Y ahora, ¿qué?
Ahora, cuando el voto negativo -esa práctica que rige el comportamiento electoral de este último cuarto de siglo- ha producido en Francia el quinto cambio de mayoría en 12 años y el sexto Gobierno en poco más de seis; ahora, cuando la composición del nuevo equipo gubernamental -una vez pagado el tributo de la victoria a comunistas, verdes, radicalsocialistas y chevenementistas- nos prueba que, como en todas partes, pero sobre todo en la España de José María Aznar, por encima de los partidos están los amigos y por encima de la calificación está la fidelidad; ahora, cuando a las mayorías electorales, incongruentes pero inevitables si se quiere ganar, tiene que suceder una mayoría programática coherente y operativa, sin la que es imposible gobernar; ahora estamos en la hora de la verdad.Pero esa coherencia programática puede ser explícita y resultar del triunfo de un solo partido -los socialistas en Portugal, Grecia y el Reino Unido- o de una coalición -socialistas y democristianos en Bélgica; socialistas y socialcristianos en Luxemburgo; socialistas y centristas en Finlandia, Suecia, Dinamarca e Italia; socialistas y liberales en los Países Bajos; socialistas y conservadores en Austria; democristianos y liberales en Alemania-, o implícita, como en Francia, donde la cohabitación entre la derecha que representa el presidente de la República y las diversas izquierdas que personifica el jefe de Gobierno pueden recomponer la ruptura electoral y mostrar, más allá de la lucha en las urnas, la convergencia que se deriva de un básico consenso político.

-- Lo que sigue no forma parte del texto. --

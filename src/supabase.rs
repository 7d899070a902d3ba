//! Hosted datastore adapter over its PostgREST endpoint.

use reqwest::blocking::{RequestBuilder, Response};
use serde::de::DeserializeOwned;
use tracing::debug;

use crate::error::PlannerError;
use crate::model::{Bin, CollectionEvent, FillPrediction, NewRoute, RouteRecord};
use crate::traits::{BinDataProvider, PlanStore};

#[derive(Debug, Clone)]
pub struct SupabaseConfig {
    pub base_url: String,
    pub api_key: String,
    pub timeout_secs: u64,
    pub bins_table: String,
    pub history_table: String,
    pub routes_table: String,
    pub predictions_table: String,
}

impl Default for SupabaseConfig {
    fn default() -> Self {
        Self {
            base_url: "http://localhost:54321".to_string(),
            api_key: String::new(),
            timeout_secs: 10,
            bins_table: "bins".to_string(),
            history_table: "collection_history".to_string(),
            routes_table: "collection_routes".to_string(),
            predictions_table: "waste_predictions".to_string(),
        }
    }
}

impl SupabaseConfig {
    fn table_url(&self, table: &str) -> String {
        format!("{}/rest/v1/{}", self.base_url.trim_end_matches('/'), table)
    }
}

#[derive(Debug, Clone)]
pub struct SupabaseClient {
    config: SupabaseConfig,
    client: reqwest::blocking::Client,
}

impl SupabaseClient {
    pub fn new(config: SupabaseConfig) -> Result<Self, reqwest::Error> {
        let client = reqwest::blocking::Client::builder()
            .timeout(std::time::Duration::from_secs(config.timeout_secs))
            .build()?;

        Ok(Self { config, client })
    }

    fn authorized(&self, request: RequestBuilder) -> RequestBuilder {
        request
            .header("apikey", &self.config.api_key)
            .bearer_auth(&self.config.api_key)
    }

    fn fetch<T: DeserializeOwned>(
        &self,
        what: &'static str,
        table: &str,
        query: &[(&str, String)],
    ) -> Result<Vec<T>, PlannerError> {
        let url = self.config.table_url(table);
        debug!(%url, ?query, "fetching rows");

        self.authorized(self.client.get(&url).query(query))
            .send()
            .and_then(Response::error_for_status)
            .and_then(|resp| resp.json::<Vec<T>>())
            .map_err(|err| PlannerError::data_access(what, err))
    }
}

/// PostgREST query for `fill_level >= threshold`, fullest first.
fn threshold_query(threshold: f64) -> Vec<(&'static str, String)> {
    vec![
        ("select", "*".to_string()),
        ("fill_level", format!("gte.{}", threshold)),
        ("order", "fill_level.desc".to_string()),
    ]
}

fn history_query(limit: usize) -> Vec<(&'static str, String)> {
    vec![
        ("select", "*".to_string()),
        ("order", "collected_at.desc".to_string()),
        ("limit", limit.to_string()),
    ]
}

impl BinDataProvider for SupabaseClient {
    fn bins_above_threshold(&self, threshold: f64) -> Result<Vec<Bin>, PlannerError> {
        self.fetch("bins", &self.config.bins_table, &threshold_query(threshold))
    }

    fn all_bins(&self) -> Result<Vec<Bin>, PlannerError> {
        self.fetch("bins", &self.config.bins_table, &[("select", "*".to_string())])
    }

    fn history(&self, limit: usize) -> Result<Vec<CollectionEvent>, PlannerError> {
        self.fetch("collection history", &self.config.history_table, &history_query(limit))
    }
}

impl PlanStore for SupabaseClient {
    fn insert_route(&self, route: &NewRoute) -> Result<RouteRecord, PlannerError> {
        let url = self.config.table_url(&self.config.routes_table);

        let rows = self
            .authorized(self.client.post(url))
            .header("Prefer", "return=representation")
            .json(route)
            .send()
            .and_then(Response::error_for_status)
            .and_then(|resp| resp.json::<Vec<RouteRecord>>())
            .map_err(|err| PlannerError::persistence("route", err))?;

        rows.into_iter()
            .next()
            .ok_or_else(|| PlannerError::persistence("route", "insert returned no row"))
    }

    fn upsert_prediction(&self, prediction: &FillPrediction) -> Result<(), PlannerError> {
        let url = self.config.table_url(&self.config.predictions_table);

        self.authorized(self.client.post(url))
            .query(&[("on_conflict", "bin_id,predicted_fill_date")])
            .header("Prefer", "resolution=merge-duplicates")
            .json(prediction)
            .send()
            .and_then(Response::error_for_status)
            .map(|_| ())
            .map_err(|err| PlannerError::persistence("prediction", err))
    }
}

Estamos en la hora del qué. En los contenidos y en los modos. Cuando los socialistas nos han recordado éste fin de semana, desde Malmö, que mandan en 12 de los 15 países de la Unión o que el Partido de los Socialistas Europeos ocupa 214 escaños de los 626 del Parlamento Europeo y es su primera fuerza, se han olvidado de hablamos de cómo quieren conciliar sus dos grandes culturas de izquierda, la clásica, la que reivindica la acción del Estado, la de sensibilidad obrera y social, la de la identidad nacional y republicana y la que apela directamente a la sociedad civil, de corte libertario y espontaneísta, que vive en la cotidianidad alternativa y hace causa común con los ecologistas. Y a su vez, ¿cómo quieren esas dos grandes tradiciones -en muchos puntos antagónicas, y ahí está el siglo XX para probarlo- enfrentarse con el doble desafío que representan el desarrollo tecnológico y el mercado mundial? El primero nos permite producir cada día más bienes y servicios, con menos fuerza de trabajo, y el segundo hace posible producirlos en cualquier lugar del mundo, en condiciones económicas y sociales muy desiguales, y venderlos y consumirlos, casi sin cortapisas, en cualquier otro lugar del mundo. Frente a esta situación, la izquierda europea, como la derecha, no es que no tenga respuestas concordantes entre sí, es que no tiene respuesta alguna.
Hablar de la Europa social en bloque, como hace Jospin, o sacar a colación la tercera vía en términos genéricos, como hace Blair, no es de recibo. Ahora, la primera tarea (le los políticos es la de devolverle a la política su credibilidad. Es una cuestión de modos. Hay que hablar en lo concreto y cumplir lo que se dice. Puesto que tenemos una tan amplia mayoría socialista en la Europa comunitaria, ¿por qué no crear, en el primer pilar, un capítulo sobre esa dimensión capital de lo social que representan los temas de libertad, seguridad y justicia, que siguen recluidos en el tercer pilar? Ambas cosas pueden hacerse sin demasiado costo ni traumatimos. Sólo exigen voluntad política. Pero esa inclusión es de ahora, de esta semana, antes de que se clausure la Conferencia Intergubernamental. Después del 17, ya será tarde. ¿Por qué los socialistas europeos no han pedido en Malmö la prolongación de la conferencia durante unas semanas para asegurarse de que sus ambiciones sociales queden incorporadas a la revisión del tratado? El euro vendrá luego; ahora estamos aún en Maastricht. ¿O es que la política se va a quedar siempre en cháchara?